### Provided entries
*** Block opens ***
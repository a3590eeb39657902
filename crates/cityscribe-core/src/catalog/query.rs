// crates/cityscribe-core/src/catalog/query.rs
use super::product::Product;
use crate::traits::{fold_key, NameMatch};
use std::cmp::Ordering;

/// Products whose name or description contains `query`, ignoring case.
///
/// An empty query matches everything.
pub fn search_products<'a>(products: &'a [Product], query: &str) -> Vec<&'a Product> {
    let q = fold_key(query);
    products
        .iter()
        .filter(|p| p.name_contains(&q) || fold_key(p.description()).contains(&q))
        .collect()
}

/// Field to order products by.
#[derive(Debug, Clone, Copy, PartialEq, Eq)]
pub enum SortRule {
    Name,
    Price,
    Id,
}

impl SortRule {
    /// `"name"`, `"price"` or `"id"` (any case); anything else is `None`.
    pub fn from_name(rule: &str) -> Option<Self> {
        match rule.trim().to_ascii_lowercase().as_str() {
            "name" => Some(SortRule::Name),
            "price" => Some(SortRule::Price),
            "id" => Some(SortRule::Id),
            _ => None,
        }
    }

    fn compare(self, a: &Product, b: &Product) -> Ordering {
        match self {
            SortRule::Name => a.name().cmp(b.name()),
            SortRule::Price => a.price().total_cmp(&b.price()),
            SortRule::Id => a.id().cmp(b.id()),
        }
    }
}

/// Sorts ascending by `rule`. Equal keys keep their relative order.
pub fn sort_products(products: &mut [Product], rule: SortRule) {
    products.sort_by(|a, b| rule.compare(a, b));
}

/// Sorts by a rule given as text. Returns `false`, leaving `products`
/// untouched, when the rule is not recognised.
///
/// ```rust
/// use cityscribe_core::catalog::{sort_products_by, Product};
///
/// let mut items = vec![
///     Product::new("b", "", 2.0, "x", 1, vec![]),
///     Product::new("a", "", 9.0, "x", 1, vec![]),
/// ];
/// assert!(sort_products_by(&mut items, "name"));
/// assert_eq!(items[0].name(), "a");
/// assert!(!sort_products_by(&mut items, "colour"));
/// assert_eq!(items[0].name(), "a");
/// ```
pub fn sort_products_by(products: &mut [Product], rule: &str) -> bool {
    match SortRule::from_name(rule) {
        Some(rule) => {
            sort_products(products, rule);
            true
        }
        None => false,
    }
}

#[cfg(test)]
mod tests {
    use super::*;

    fn catalog() -> Vec<Product> {
        vec![
            Product::new("Shirt", "A blue shirt", 15.3, "MyClothesBrand", 5, vec![]).with_id("c"),
            Product::new("Laptop", "Thin and light", 999.0, "Tech", 1, vec![]).with_id("a"),
            Product::new("Socks", "Warm wool socks", 4.5, "MyClothesBrand", 20, vec![])
                .with_id("b"),
        ]
    }

    fn names(products: &[Product]) -> Vec<&str> {
        products.iter().map(Product::name).collect()
    }

    #[test]
    fn search_matches_name_or_description() {
        let items = catalog();
        let by_name: Vec<&str> = search_products(&items, "SHIRT")
            .iter()
            .map(|p| p.name())
            .collect();
        assert_eq!(by_name, ["Shirt"]);

        let by_desc: Vec<&str> = search_products(&items, "wool")
            .iter()
            .map(|p| p.name())
            .collect();
        assert_eq!(by_desc, ["Socks"]);

        assert!(search_products(&items, "tablet").is_empty());
        assert_eq!(search_products(&items, "").len(), 3);
    }

    #[test]
    fn sort_by_each_rule() {
        let mut items = catalog();
        sort_products(&mut items, SortRule::Price);
        assert_eq!(names(&items), ["Socks", "Shirt", "Laptop"]);

        sort_products(&mut items, SortRule::Name);
        assert_eq!(names(&items), ["Laptop", "Shirt", "Socks"]);

        sort_products(&mut items, SortRule::Id);
        assert_eq!(names(&items), ["Laptop", "Socks", "Shirt"]);
    }

    #[test]
    fn unknown_rule_leaves_order() {
        let mut items = catalog();
        assert!(!sort_products_by(&mut items, "brand"));
        assert_eq!(names(&items), ["Shirt", "Laptop", "Socks"]);
        assert!(sort_products_by(&mut items, "ID"));
        assert_eq!(names(&items), ["Laptop", "Socks", "Shirt"]);
    }
}
// crates/cityscribe-core/src/traits.rs

/// Lowercases a string for case-insensitive comparison.
///
/// Uses full Unicode lowercasing, so Cyrillic and Latin names fold alike.
pub fn fold_key(s: &str) -> String {
    s.to_lowercase()
}

/// Name-based matching helpers for types that expose a display name.
///
/// Implementors provide a `&str` view of their name via
/// [`NameMatch::name_str`] and get case-insensitive helpers:
/// - [`NameMatch::is_named`]: equality on folded form
/// - [`NameMatch::name_contains`]: substring match on folded form
///
/// # Examples
/// ```rust
/// use cityscribe_core::traits::NameMatch;
///
/// struct Item(&'static str);
/// impl NameMatch for Item {
///     fn name_str(&self) -> &str { self.0 }
/// }
///
/// assert!(Item("Футболка").is_named("футболка"));
/// assert!(Item("AT-shirt").name_contains("SHIRT"));
/// ```
pub trait NameMatch {
    /// Returns the display name used for matching.
    fn name_str(&self) -> &str;

    #[inline]
    fn is_named(&self, q: &str) -> bool {
        fold_key(self.name_str()) == fold_key(q)
    }

    #[inline]
    fn name_contains(&self, q: &str) -> bool {
        fold_key(self.name_str()).contains(&fold_key(q))
    }
}
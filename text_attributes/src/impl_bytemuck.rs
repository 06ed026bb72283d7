// Copyright 2025 the Text Attributes Authors
// SPDX-License-Identifier: Apache-2.0 OR MIT

//! Optional `bytemuck` trait impls.

#![allow(
    unsafe_code,
    reason = "The `bytemuck` marker traits are `unsafe` and require `unsafe impl`."
)]

use crate::{AttributeKey, LineBreakMode, TextAlignment, WritingDirection};
use bytemuck::{Contiguous, NoUninit, Zeroable, checked::CheckedBitPattern};

/// Implements the marker traits for a fieldless `repr(u8)` enum whose variants run from `0` to
/// its inherent `MAX_VALUE` without gaps.
macro_rules! impl_contiguous_u8 {
    ($ty:ident, $min:ident) => {
        // Safety: The enum is `repr(u8)` and has only fieldless variants.
        unsafe impl NoUninit for $ty {}

        // Safety: The enum is `repr(u8)` and `0` is a valid value.
        unsafe impl Zeroable for $ty {}

        // Safety: The enum is `repr(u8)`.
        unsafe impl CheckedBitPattern for $ty {
            type Bits = u8;

            fn is_valid_bit_pattern(bits: &u8) -> bool {
                // The minimum is 0, so only the upper bound needs checking.
                *bits <= $ty::MAX_VALUE
            }
        }

        // Safety: The enum is `repr(u8)`. All values are `u8` and fall within
        // the min and max values.
        unsafe impl Contiguous for $ty {
            type Int = u8;
            const MIN_VALUE: u8 = $ty::$min as u8;
            #[allow(
                clippy::use_self,
                reason = "Using `Self::MAX_VALUE` here would refer to `Contiguous::MAX_VALUE` (self-reference)."
            )]
            const MAX_VALUE: u8 = $ty::MAX_VALUE;
        }
    };
}

impl_contiguous_u8!(AttributeKey, Font);
impl_contiguous_u8!(TextAlignment, Left);
impl_contiguous_u8!(LineBreakMode, WordWrapping);

// Safety: The enum is `repr(i8)` and has only fieldless variants.
unsafe impl NoUninit for WritingDirection {}

// Safety: The enum is `repr(i8)` and `0` is `LeftToRight`.
unsafe impl Zeroable for WritingDirection {}

// Safety: The enum is `repr(i8)`.
unsafe impl CheckedBitPattern for WritingDirection {
    type Bits = i8;

    fn is_valid_bit_pattern(bits: &i8) -> bool {
        (-1..=1).contains(bits)
    }
}

// Safety: The enum is `repr(i8)` and its variants cover `-1..=1` without gaps.
unsafe impl Contiguous for WritingDirection {
    type Int = i8;
    const MIN_VALUE: i8 = Self::Natural as i8;
    const MAX_VALUE: i8 = Self::RightToLeft as i8;
}

#[cfg(test)]
mod tests {
    use crate::{AttributeKey, LineBreakMode, TextAlignment, WritingDirection};
    use bytemuck::{Contiguous, Zeroable, checked::try_from_bytes};
    use core::ptr;

    #[test]
    fn checked_bit_pattern() {
        let valid = bytemuck::bytes_of(&8_u8);
        let invalid = bytemuck::bytes_of(&200_u8);

        assert_eq!(
            Ok(&AttributeKey::ParagraphStyle),
            try_from_bytes::<AttributeKey>(valid)
        );
        assert!(try_from_bytes::<AttributeKey>(invalid).is_err());
        assert!(try_from_bytes::<TextAlignment>(bytemuck::bytes_of(&5_u8)).is_err());

        let rtl = bytemuck::bytes_of(&1_i8);
        assert_eq!(
            Ok(&WritingDirection::RightToLeft),
            try_from_bytes::<WritingDirection>(rtl)
        );
        assert!(try_from_bytes::<WritingDirection>(bytemuck::bytes_of(&2_i8)).is_err());
    }

    #[test]
    fn contiguous() {
        let key = AttributeKey::Link;
        assert_eq!(Some(key), AttributeKey::from_integer(key.into_integer()));
        assert_eq!(None, AttributeKey::from_integer(255));

        assert_eq!(
            Some(LineBreakMode::TruncatingMiddle),
            LineBreakMode::from_integer(5)
        );
        assert_eq!(
            Some(WritingDirection::Natural),
            WritingDirection::from_integer(-1)
        );
        assert_eq!(None, WritingDirection::from_integer(-2));
    }

    #[test]
    fn zeroable() {
        assert_eq!(AttributeKey::zeroed(), AttributeKey::Font);
        assert_eq!(TextAlignment::zeroed(), TextAlignment::Left);
        assert_eq!(LineBreakMode::zeroed(), LineBreakMode::WordWrapping);
        assert_eq!(WritingDirection::zeroed(), WritingDirection::LeftToRight);
    }

    /// Tests that the [`Contiguous`] impl for [`AttributeKey`] is not trivially incorrect.
    const _: () = {
        let mut value = 0;
        while value <= AttributeKey::MAX_VALUE {
            // Safety: In a const context, therefore if this makes an invalid AttributeKey, that will be detected.
            let it: AttributeKey = unsafe { ptr::read((&raw const value).cast()) };
            // Evaluate the enum value to ensure it actually has a valid tag.
            if it as u8 != value {
                unreachable!();
            }
            value += 1;
        }
    };
}
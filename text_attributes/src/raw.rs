// Copyright 2025 the Text Attributes Authors
// SPDX-License-Identifier: Apache-2.0 OR MIT

use core::fmt;

/// An error returned when a raw integer does not name a known enumerated constant.
///
/// Host text systems exchange alignments, line-break modes and writing directions as plain
/// integers; converting one back with `TryFrom` fails with this error for unknown values.
#[derive(Clone, Copy, Debug, PartialEq, Eq)]
pub struct InvalidRawValue {
    type_name: &'static str,
    value: i64,
}

impl InvalidRawValue {
    pub(crate) const fn new(type_name: &'static str, value: i64) -> Self {
        Self { type_name, value }
    }

    /// The name of the type the conversion targeted.
    pub fn type_name(&self) -> &'static str {
        self.type_name
    }

    /// The rejected raw value.
    pub fn value(&self) -> i64 {
        self.value
    }
}

impl fmt::Display for InvalidRawValue {
    fn fmt(&self, f: &mut fmt::Formatter<'_>) -> fmt::Result {
        write!(f, "{} is not a valid raw {}", self.value, self.type_name)
    }
}

impl core::error::Error for InvalidRawValue {}

#[cfg(test)]
mod tests {
    use super::InvalidRawValue;
    use alloc::format;

    #[test]
    fn display_names_type_and_value() {
        let err = InvalidRawValue::new("TextAlignment", 9);
        assert_eq!(err.type_name(), "TextAlignment");
        assert_eq!(err.value(), 9);
        assert_eq!(format!("{err}"), "9 is not a valid raw TextAlignment");
    }
}
// Copyright 2025 the Text Attributes Authors
// SPDX-License-Identifier: Apache-2.0 OR MIT

use alloc::string::String;
use core::fmt;

use hashbrown::HashMap;

use crate::{
    Attribute, AttributeKey, LineBreakMode, LineStyle, ParagraphField, ParagraphStyle, Platform,
    TextAlignment, WritingDirection,
};

/// Baseline offset applied together with [`AttributeSet::strikethrough_style`].
pub const STRIKETHROUGH_BASELINE_OFFSET: f64 = 1.5;

/// An immutable collection of [`Attribute`]s, containing at most one value per key.
///
/// Sets are built by chaining setters, each of which returns a new set with one attribute
/// patched on top of the previous ones:
///
/// ```
/// use text_attributes::{AttributeSet, Platform, TextAlignment};
///
/// #[derive(Debug)]
/// struct Host;
///
/// impl Platform for Host {
///     type Color = &'static str;
///     type Font = &'static str;
///     type Shadow = ();
/// }
///
/// let attributes = AttributeSet::<Host>::build(|a| {
///     a.font("Menlo")
///         .foreground("red")
///         .line_spacing(4.0)
///         .alignment(TextAlignment::Center)
/// });
///
/// assert_eq!(attributes.len(), 3);
/// let paragraph = attributes.paragraph_style().unwrap();
/// assert_eq!(paragraph.line_spacing, 4.0);
/// assert_eq!(paragraph.alignment, TextAlignment::Center);
/// ```
pub struct AttributeSet<P: Platform> {
    attributes: HashMap<AttributeKey, Attribute<P>>,
}

impl<P: Platform> AttributeSet<P> {
    /// Creates a set with no attributes.
    pub fn new() -> Self {
        Self {
            attributes: HashMap::new(),
        }
    }

    /// Creates a set with no attributes.
    ///
    /// This is the identity of [`merge`](Self::merge).
    pub fn empty() -> Self {
        Self::new()
    }

    /// Runs `f` once on an empty set and returns what it produces.
    pub fn build(f: impl FnOnce(Self) -> Self) -> Self {
        f(Self::new())
    }

    /// Creates a set holding just `attribute`.
    pub fn singleton(attribute: Attribute<P>) -> Self {
        let mut attributes = HashMap::with_capacity(1);
        attributes.insert(attribute.key(), attribute);
        Self { attributes }
    }

    /// Creates a set from `attributes`. When a key appears more than once, the last value wins.
    pub fn from_attributes<I>(attributes: I) -> Self
    where
        I: IntoIterator<Item = Attribute<P>>,
    {
        Self {
            attributes: attributes
                .into_iter()
                .map(|attribute| (attribute.key(), attribute))
                .collect(),
        }
    }

    /// Combines `self` with `patch`, preferring `patch` where both define a key.
    ///
    /// Merging is associative and has [`empty`](Self::empty) as its identity on both sides.
    /// It is not commutative: the right-hand side always wins on a collision.
    ///
    /// ```
    /// use text_attributes::{Attribute, AttributeKey, AttributeSet, Platform};
    ///
    /// #[derive(Debug)]
    /// struct Host;
    ///
    /// impl Platform for Host {
    ///     type Color = &'static str;
    ///     type Font = ();
    ///     type Shadow = ();
    /// }
    ///
    /// let red = AttributeSet::<Host>::new().foreground("red");
    /// let blue = AttributeSet::<Host>::new().foreground("blue");
    ///
    /// assert_eq!(
    ///     red.merge(&blue).get(AttributeKey::ForegroundColor),
    ///     Some(&Attribute::ForegroundColor("blue"))
    /// );
    /// assert_eq!(
    ///     blue.merge(&red).get(AttributeKey::ForegroundColor),
    ///     Some(&Attribute::ForegroundColor("red"))
    /// );
    /// ```
    #[must_use]
    pub fn merge(&self, patch: &Self) -> Self {
        self.clone().patched(patch.clone())
    }

    /// Returns a set equal to `self` without the value for `key`.
    #[must_use]
    pub fn without(&self, key: AttributeKey) -> Self {
        let mut attributes = self.attributes.clone();
        attributes.remove(&key);
        Self { attributes }
    }

    /// Returns the value stored for `key`, if any.
    pub fn get(&self, key: AttributeKey) -> Option<&Attribute<P>> {
        self.attributes.get(&key)
    }

    /// Returns `true` if a value is stored for `key`.
    pub fn contains(&self, key: AttributeKey) -> bool {
        self.attributes.contains_key(&key)
    }

    /// Returns the number of attributes in the set.
    pub fn len(&self) -> usize {
        self.attributes.len()
    }

    /// Returns `true` if the set holds no attributes.
    pub fn is_empty(&self) -> bool {
        self.attributes.is_empty()
    }

    /// Iterates over the attributes in an unspecified order.
    pub fn iter(&self) -> impl ExactSizeIterator<Item = &Attribute<P>> + '_ {
        self.attributes.values()
    }

    /// Iterates over the keys that hold a value, in an unspecified order.
    pub fn keys(&self) -> impl ExactSizeIterator<Item = AttributeKey> + '_ {
        self.attributes.keys().copied()
    }

    /// Returns the stored paragraph style, if one has been set.
    pub fn paragraph_style(&self) -> Option<&ParagraphStyle> {
        self.get(AttributeKey::ParagraphStyle)
            .and_then(Attribute::as_paragraph_style)
    }

    /// Returns the stored paragraph style, or [`ParagraphStyle::DEFAULT`] if none has been set.
    pub fn current_paragraph_style(&self) -> ParagraphStyle {
        self.paragraph_style()
            .copied()
            .unwrap_or(ParagraphStyle::DEFAULT)
    }

    /// Consumes the set, yielding its attributes in an unspecified order.
    pub fn into_attributes(self) -> impl ExactSizeIterator<Item = Attribute<P>> {
        self.attributes.into_values()
    }

    /// Applies `patch` on top of `self`.
    ///
    /// Only sets owned by the caller reach this, so reusing `self`'s storage is unobservable.
    fn patched(mut self, patch: Self) -> Self {
        let mut overridden = 0_usize;
        for (key, attribute) in patch.attributes {
            if self.attributes.insert(key, attribute).is_some() {
                overridden += 1;
            }
        }
        if overridden > 0 {
            log::trace!("attribute patch overrode {overridden} existing value(s)");
        }
        self
    }

    fn with(self, attribute: Attribute<P>) -> Self {
        self.patched(Self::singleton(attribute))
    }
}

/// Character-level setters.
impl<P: Platform> AttributeSet<P> {
    /// Sets the font.
    #[must_use]
    pub fn font(self, font: P::Font) -> Self {
        self.with(Attribute::Font(font))
    }

    /// Sets the extra space between characters.
    #[must_use]
    pub fn kerning(self, kerning: f64) -> Self {
        self.with(Attribute::Kerning(kerning))
    }

    /// Sets the strikethrough style.
    ///
    /// Also sets the baseline offset to [`STRIKETHROUGH_BASELINE_OFFSET`], replacing any offset
    /// set earlier.
    #[must_use]
    pub fn strikethrough_style(self, style: LineStyle) -> Self {
        self.patched(Self::from_attributes([
            Attribute::StrikethroughStyle(style),
            Attribute::BaselineOffset(STRIKETHROUGH_BASELINE_OFFSET),
        ]))
    }

    /// Sets the underline style.
    #[must_use]
    pub fn underline_style(self, style: LineStyle) -> Self {
        self.with(Attribute::UnderlineStyle(style))
    }

    /// Sets the glyph outline color.
    #[must_use]
    pub fn stroke_color(self, color: P::Color) -> Self {
        self.with(Attribute::StrokeColor(color))
    }

    /// Sets the glyph outline width.
    #[must_use]
    pub fn stroke_width(self, width: f64) -> Self {
        self.with(Attribute::StrokeWidth(width))
    }

    /// Sets the text color.
    #[must_use]
    pub fn foreground(self, color: P::Color) -> Self {
        self.with(Attribute::ForegroundColor(color))
    }

    /// Sets the background color.
    #[must_use]
    pub fn background(self, color: P::Color) -> Self {
        self.with(Attribute::BackgroundColor(color))
    }

    /// Sets the drop shadow.
    #[must_use]
    pub fn shadow(self, shadow: P::Shadow) -> Self {
        self.with(Attribute::Shadow(shadow))
    }

    /// Sets the glyph skew.
    #[must_use]
    pub fn obliqueness(self, obliqueness: f64) -> Self {
        self.with(Attribute::Obliqueness(obliqueness))
    }

    /// Sets the link target.
    #[must_use]
    pub fn link(self, link: impl Into<String>) -> Self {
        self.with(Attribute::Link(link.into()))
    }

    /// Sets the offset from the baseline.
    #[must_use]
    pub fn baseline_offset(self, offset: f64) -> Self {
        self.with(Attribute::BaselineOffset(offset))
    }
}

/// Paragraph setters.
///
/// Each of these updates one field of the stored [`ParagraphStyle`] and keeps the others, so
/// chained calls accumulate. When no style is stored yet, the update starts from
/// [`ParagraphStyle::DEFAULT`].
impl<P: Platform> AttributeSet<P> {
    /// Replaces the whole paragraph style.
    #[must_use]
    pub fn paragraph_style_value(self, style: ParagraphStyle) -> Self {
        self.with(Attribute::ParagraphStyle(style))
    }

    /// Updates one field of the paragraph style.
    #[must_use]
    pub fn paragraph(self, field: ParagraphField) -> Self {
        self.update_paragraph(|style| style.derive(field))
    }

    /// Sets the extra space between lines.
    #[must_use]
    pub fn line_spacing(self, line_spacing: f64) -> Self {
        self.paragraph(ParagraphField::LineSpacing(line_spacing))
    }

    /// Sets the space after the paragraph.
    #[must_use]
    pub fn paragraph_spacing(self, spacing: f64) -> Self {
        self.paragraph(ParagraphField::ParagraphSpacing(spacing))
    }

    /// Sets the space before the paragraph.
    #[must_use]
    pub fn paragraph_spacing_before(self, spacing: f64) -> Self {
        self.paragraph(ParagraphField::ParagraphSpacingBefore(spacing))
    }

    /// Sets the horizontal alignment.
    #[must_use]
    pub fn alignment(self, alignment: TextAlignment) -> Self {
        self.paragraph(ParagraphField::Alignment(alignment))
    }

    /// Sets the indent of the first line.
    #[must_use]
    pub fn first_line_head_indent(self, indent: f64) -> Self {
        self.paragraph(ParagraphField::FirstLineHeadIndent(indent))
    }

    /// Sets the indent of the lines after the first.
    #[must_use]
    pub fn head_indent(self, indent: f64) -> Self {
        self.paragraph(ParagraphField::HeadIndent(indent))
    }

    /// Sets the trailing indent.
    #[must_use]
    pub fn tail_indent(self, indent: f64) -> Self {
        self.paragraph(ParagraphField::TailIndent(indent))
    }

    /// Sets how lines that are too long are handled.
    #[must_use]
    pub fn line_break_mode(self, mode: LineBreakMode) -> Self {
        self.paragraph(ParagraphField::LineBreakMode(mode))
    }

    /// Sets the lower bound on line height.
    #[must_use]
    pub fn minimum_line_height(self, line_height: f64) -> Self {
        self.paragraph(ParagraphField::MinimumLineHeight(line_height))
    }

    /// Sets the upper bound on line height.
    #[must_use]
    pub fn maximum_line_height(self, line_height: f64) -> Self {
        self.paragraph(ParagraphField::MaximumLineHeight(line_height))
    }

    /// Sets both line-height bounds to `line_height`.
    #[must_use]
    pub fn uniform_line_height(self, line_height: f64) -> Self {
        self.maximum_line_height(line_height)
            .minimum_line_height(line_height)
    }

    /// Sets the base writing direction.
    #[must_use]
    pub fn base_writing_direction(self, direction: WritingDirection) -> Self {
        self.paragraph(ParagraphField::BaseWritingDirection(direction))
    }

    /// Sets the line height multiplier.
    #[must_use]
    pub fn line_height_multiple(self, multiple: f64) -> Self {
        self.paragraph(ParagraphField::LineHeightMultiple(multiple))
    }

    /// Sets the hyphenation threshold.
    #[must_use]
    pub fn hyphenation_factor(self, factor: f32) -> Self {
        self.paragraph(ParagraphField::HyphenationFactor(factor))
    }

    fn update_paragraph(self, f: impl FnOnce(ParagraphStyle) -> ParagraphStyle) -> Self {
        let current = match self.paragraph_style() {
            Some(style) => *style,
            None => {
                log::trace!("no paragraph style set, deriving from the default");
                ParagraphStyle::DEFAULT
            }
        };
        self.paragraph_style_value(f(current))
    }
}

impl<P: Platform> Default for AttributeSet<P> {
    fn default() -> Self {
        Self::new()
    }
}

impl<P: Platform> Clone for AttributeSet<P> {
    fn clone(&self) -> Self {
        Self {
            attributes: self.attributes.clone(),
        }
    }
}

impl<P: Platform> PartialEq for AttributeSet<P> {
    fn eq(&self, other: &Self) -> bool {
        self.attributes == other.attributes
    }
}

impl<P: Platform> fmt::Debug for AttributeSet<P> {
    fn fmt(&self, f: &mut fmt::Formatter<'_>) -> fmt::Result {
        f.debug_set().entries(self.attributes.values()).finish()
    }
}

impl<P: Platform> FromIterator<Attribute<P>> for AttributeSet<P> {
    fn from_iter<I: IntoIterator<Item = Attribute<P>>>(iter: I) -> Self {
        Self::from_attributes(iter)
    }
}

impl<P: Platform> From<Attribute<P>> for AttributeSet<P> {
    fn from(attribute: Attribute<P>) -> Self {
        Self::singleton(attribute)
    }
}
*** Block closes ***
### Task brief
Write out every line from the data above that includes "HashMap".

### Answer box
use hashbrown::HashMap;
    attributes: HashMap<AttributeKey, Attribute<P>>,
            attributes: HashMap::new(),
        let mut attributes = HashMap::with_capacity(1);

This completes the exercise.